ASSIGNMENT
Below are entries; output exactly the lines from the one with "filename src/storage.rs" to the one with "use std::io;", both included, and nothing else.

DATA TO PROCESS
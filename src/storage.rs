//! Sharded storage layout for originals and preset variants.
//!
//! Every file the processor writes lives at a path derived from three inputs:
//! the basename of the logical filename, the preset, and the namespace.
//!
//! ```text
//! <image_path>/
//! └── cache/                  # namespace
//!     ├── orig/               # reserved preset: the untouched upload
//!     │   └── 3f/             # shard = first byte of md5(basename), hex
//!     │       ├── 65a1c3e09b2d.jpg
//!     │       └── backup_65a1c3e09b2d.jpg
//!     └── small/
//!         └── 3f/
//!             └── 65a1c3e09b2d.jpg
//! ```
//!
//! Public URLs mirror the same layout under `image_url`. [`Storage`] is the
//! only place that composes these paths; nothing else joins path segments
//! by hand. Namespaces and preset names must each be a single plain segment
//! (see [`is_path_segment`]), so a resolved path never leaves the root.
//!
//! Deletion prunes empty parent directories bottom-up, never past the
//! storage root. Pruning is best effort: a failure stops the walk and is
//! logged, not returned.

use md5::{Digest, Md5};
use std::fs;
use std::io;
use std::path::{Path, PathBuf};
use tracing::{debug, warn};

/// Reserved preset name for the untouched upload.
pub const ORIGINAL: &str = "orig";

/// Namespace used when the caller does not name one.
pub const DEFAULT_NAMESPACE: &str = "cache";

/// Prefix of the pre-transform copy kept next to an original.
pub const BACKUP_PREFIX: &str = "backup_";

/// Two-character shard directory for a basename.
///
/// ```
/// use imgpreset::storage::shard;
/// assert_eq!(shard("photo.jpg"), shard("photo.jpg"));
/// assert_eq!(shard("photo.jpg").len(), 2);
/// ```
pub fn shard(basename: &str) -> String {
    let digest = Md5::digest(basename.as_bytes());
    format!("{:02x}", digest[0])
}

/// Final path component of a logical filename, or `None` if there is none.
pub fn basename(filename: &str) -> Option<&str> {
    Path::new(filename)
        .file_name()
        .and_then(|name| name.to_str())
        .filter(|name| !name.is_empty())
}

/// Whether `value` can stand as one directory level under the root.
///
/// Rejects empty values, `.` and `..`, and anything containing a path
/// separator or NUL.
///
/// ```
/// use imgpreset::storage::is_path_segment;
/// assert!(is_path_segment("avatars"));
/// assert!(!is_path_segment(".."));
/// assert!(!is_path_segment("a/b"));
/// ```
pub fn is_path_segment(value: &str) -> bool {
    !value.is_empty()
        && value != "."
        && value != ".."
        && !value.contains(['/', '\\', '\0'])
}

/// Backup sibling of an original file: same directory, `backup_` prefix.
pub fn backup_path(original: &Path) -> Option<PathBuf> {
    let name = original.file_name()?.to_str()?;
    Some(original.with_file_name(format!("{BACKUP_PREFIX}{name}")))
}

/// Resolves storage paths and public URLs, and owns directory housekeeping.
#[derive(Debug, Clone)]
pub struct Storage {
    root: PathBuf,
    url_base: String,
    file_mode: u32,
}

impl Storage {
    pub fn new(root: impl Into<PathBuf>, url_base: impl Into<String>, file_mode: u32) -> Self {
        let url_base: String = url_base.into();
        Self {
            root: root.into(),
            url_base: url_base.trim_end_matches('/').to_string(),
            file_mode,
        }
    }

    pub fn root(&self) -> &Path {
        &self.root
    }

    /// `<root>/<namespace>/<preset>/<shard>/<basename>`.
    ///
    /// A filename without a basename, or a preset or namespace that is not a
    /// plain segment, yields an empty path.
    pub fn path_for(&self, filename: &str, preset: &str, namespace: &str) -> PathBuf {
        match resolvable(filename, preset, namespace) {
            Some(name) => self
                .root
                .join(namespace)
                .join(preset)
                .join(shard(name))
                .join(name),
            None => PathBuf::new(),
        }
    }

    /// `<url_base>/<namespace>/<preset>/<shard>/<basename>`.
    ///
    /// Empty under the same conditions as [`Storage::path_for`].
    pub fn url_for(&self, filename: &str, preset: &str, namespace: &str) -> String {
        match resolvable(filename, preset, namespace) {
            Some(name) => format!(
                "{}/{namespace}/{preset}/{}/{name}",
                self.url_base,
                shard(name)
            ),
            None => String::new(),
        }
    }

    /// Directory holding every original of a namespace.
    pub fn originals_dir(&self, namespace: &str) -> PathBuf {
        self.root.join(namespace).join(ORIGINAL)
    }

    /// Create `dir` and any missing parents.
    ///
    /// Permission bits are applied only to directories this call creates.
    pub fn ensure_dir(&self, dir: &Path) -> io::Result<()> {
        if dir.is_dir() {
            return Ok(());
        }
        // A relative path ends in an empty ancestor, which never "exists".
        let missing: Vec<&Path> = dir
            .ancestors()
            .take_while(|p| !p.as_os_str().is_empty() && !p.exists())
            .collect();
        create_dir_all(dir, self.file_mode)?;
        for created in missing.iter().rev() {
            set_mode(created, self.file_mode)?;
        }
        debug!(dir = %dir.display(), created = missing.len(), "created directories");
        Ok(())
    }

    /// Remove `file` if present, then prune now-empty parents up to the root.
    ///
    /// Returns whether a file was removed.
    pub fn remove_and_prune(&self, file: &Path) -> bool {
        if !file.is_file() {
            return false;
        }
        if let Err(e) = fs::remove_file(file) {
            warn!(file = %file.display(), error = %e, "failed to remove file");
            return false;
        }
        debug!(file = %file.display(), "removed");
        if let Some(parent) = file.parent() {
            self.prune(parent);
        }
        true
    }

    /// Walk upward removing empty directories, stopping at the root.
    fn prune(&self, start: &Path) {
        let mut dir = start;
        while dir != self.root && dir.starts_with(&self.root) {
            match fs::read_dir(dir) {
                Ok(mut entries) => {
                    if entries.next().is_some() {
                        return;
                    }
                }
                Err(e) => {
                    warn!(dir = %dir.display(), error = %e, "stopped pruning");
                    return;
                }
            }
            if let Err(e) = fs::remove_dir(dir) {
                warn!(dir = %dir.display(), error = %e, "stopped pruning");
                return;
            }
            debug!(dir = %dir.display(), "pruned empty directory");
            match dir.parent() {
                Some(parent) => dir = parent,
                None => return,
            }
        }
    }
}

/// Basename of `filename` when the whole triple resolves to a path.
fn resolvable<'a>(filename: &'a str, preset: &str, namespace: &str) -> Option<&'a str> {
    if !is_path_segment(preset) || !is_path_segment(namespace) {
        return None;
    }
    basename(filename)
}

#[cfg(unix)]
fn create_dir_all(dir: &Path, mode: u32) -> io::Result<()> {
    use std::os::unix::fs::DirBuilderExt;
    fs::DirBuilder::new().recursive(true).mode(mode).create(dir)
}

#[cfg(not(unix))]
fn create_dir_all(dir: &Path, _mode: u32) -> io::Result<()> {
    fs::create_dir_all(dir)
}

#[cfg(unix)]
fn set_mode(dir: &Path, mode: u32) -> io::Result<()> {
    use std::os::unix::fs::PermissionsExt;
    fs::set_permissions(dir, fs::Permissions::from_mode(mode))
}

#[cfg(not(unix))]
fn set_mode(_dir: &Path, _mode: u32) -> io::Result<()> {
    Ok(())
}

* * *

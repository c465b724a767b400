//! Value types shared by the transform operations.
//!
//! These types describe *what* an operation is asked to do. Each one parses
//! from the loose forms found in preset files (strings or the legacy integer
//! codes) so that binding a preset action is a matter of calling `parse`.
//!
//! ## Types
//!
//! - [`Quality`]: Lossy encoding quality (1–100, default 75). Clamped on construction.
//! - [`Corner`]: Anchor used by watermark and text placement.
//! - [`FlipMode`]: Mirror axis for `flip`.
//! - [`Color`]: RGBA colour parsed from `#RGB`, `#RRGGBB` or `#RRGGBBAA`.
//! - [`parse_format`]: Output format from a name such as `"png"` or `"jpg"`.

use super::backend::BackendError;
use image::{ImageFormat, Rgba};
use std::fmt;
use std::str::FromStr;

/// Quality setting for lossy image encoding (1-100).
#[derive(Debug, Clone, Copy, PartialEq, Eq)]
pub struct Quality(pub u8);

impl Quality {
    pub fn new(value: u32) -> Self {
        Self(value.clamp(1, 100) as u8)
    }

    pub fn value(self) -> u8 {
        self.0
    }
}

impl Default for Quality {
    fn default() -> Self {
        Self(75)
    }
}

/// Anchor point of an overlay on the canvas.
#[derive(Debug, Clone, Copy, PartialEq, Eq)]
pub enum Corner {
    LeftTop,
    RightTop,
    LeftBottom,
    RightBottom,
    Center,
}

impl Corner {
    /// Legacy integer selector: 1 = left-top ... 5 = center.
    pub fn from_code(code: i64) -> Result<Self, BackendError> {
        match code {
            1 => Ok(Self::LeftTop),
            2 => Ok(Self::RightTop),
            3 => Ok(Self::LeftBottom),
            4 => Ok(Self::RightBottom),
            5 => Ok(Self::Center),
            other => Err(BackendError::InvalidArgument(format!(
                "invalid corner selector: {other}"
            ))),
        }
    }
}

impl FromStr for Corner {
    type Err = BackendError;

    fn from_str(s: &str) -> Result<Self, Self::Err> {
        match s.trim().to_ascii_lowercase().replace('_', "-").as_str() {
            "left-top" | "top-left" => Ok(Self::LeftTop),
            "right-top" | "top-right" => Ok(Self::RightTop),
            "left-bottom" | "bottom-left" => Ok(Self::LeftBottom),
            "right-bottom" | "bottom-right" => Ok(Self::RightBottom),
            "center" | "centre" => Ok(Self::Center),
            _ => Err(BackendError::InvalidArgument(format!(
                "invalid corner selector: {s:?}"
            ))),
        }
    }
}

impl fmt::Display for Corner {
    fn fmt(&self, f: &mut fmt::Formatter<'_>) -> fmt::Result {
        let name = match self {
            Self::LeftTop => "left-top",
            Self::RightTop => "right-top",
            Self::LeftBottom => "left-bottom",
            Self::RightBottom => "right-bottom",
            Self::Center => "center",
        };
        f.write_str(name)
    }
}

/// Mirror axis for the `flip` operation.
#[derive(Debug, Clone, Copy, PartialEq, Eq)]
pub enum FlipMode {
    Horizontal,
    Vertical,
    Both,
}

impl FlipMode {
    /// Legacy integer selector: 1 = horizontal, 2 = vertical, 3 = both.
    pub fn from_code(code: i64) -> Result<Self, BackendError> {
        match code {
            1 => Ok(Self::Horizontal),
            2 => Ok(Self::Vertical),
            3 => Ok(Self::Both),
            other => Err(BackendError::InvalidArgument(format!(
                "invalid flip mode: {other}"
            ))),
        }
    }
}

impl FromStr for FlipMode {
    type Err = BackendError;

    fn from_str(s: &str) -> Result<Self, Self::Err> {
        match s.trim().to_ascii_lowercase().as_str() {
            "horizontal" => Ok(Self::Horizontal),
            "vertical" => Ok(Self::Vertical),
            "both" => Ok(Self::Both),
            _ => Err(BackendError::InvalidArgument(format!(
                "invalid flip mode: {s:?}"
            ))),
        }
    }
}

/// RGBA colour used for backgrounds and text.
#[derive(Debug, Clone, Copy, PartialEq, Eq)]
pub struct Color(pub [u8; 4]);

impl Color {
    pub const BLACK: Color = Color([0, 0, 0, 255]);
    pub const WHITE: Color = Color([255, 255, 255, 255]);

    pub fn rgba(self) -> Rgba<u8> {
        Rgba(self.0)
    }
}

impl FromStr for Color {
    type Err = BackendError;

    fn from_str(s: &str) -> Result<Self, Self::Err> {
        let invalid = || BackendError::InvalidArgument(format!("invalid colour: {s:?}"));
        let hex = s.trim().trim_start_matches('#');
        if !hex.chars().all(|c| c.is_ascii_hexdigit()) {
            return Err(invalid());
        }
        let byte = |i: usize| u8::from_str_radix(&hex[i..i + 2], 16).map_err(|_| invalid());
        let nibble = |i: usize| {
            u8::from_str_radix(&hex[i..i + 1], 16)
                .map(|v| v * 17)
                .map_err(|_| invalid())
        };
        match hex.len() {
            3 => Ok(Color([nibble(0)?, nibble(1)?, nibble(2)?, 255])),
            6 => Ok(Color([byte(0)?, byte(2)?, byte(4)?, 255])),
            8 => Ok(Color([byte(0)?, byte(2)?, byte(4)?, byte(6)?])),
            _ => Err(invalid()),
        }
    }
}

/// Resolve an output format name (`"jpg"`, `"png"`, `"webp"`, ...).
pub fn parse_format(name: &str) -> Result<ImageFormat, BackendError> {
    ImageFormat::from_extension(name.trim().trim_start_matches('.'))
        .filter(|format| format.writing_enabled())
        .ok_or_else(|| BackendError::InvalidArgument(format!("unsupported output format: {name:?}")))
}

RESPONSE TO THE EXERCISE
filename src/storage.rs
//! Sharded storage layout for originals and preset variants.
//!
//! Every file the processor writes lives at a path derived from three inputs:
//! the basename of the logical filename, the preset, and the namespace.
//!
//! ```text
//! <image_path>/
//! └── cache/                  # namespace
//!     ├── orig/               # reserved preset: the untouched upload
//!     │   └── 3f/             # shard = first byte of md5(basename), hex
//!     │       ├── 65a1c3e09b2d.jpg
//!     │       └── backup_65a1c3e09b2d.jpg
//!     └── small/
//!         └── 3f/
//!             └── 65a1c3e09b2d.jpg
//! ```
//!
//! Public URLs mirror the same layout under `image_url`. [`Storage`] is the
//! only place that composes these paths; nothing else joins path segments
//! by hand. Namespaces and preset names must each be a single plain segment
//! (see [`is_path_segment`]), so a resolved path never leaves the root.
//!
//! Deletion prunes empty parent directories bottom-up, never past the
//! storage root. Pruning is best effort: a failure stops the walk and is
//! logged, not returned.

use md5::{Digest, Md5};
use std::fs;
use std::io;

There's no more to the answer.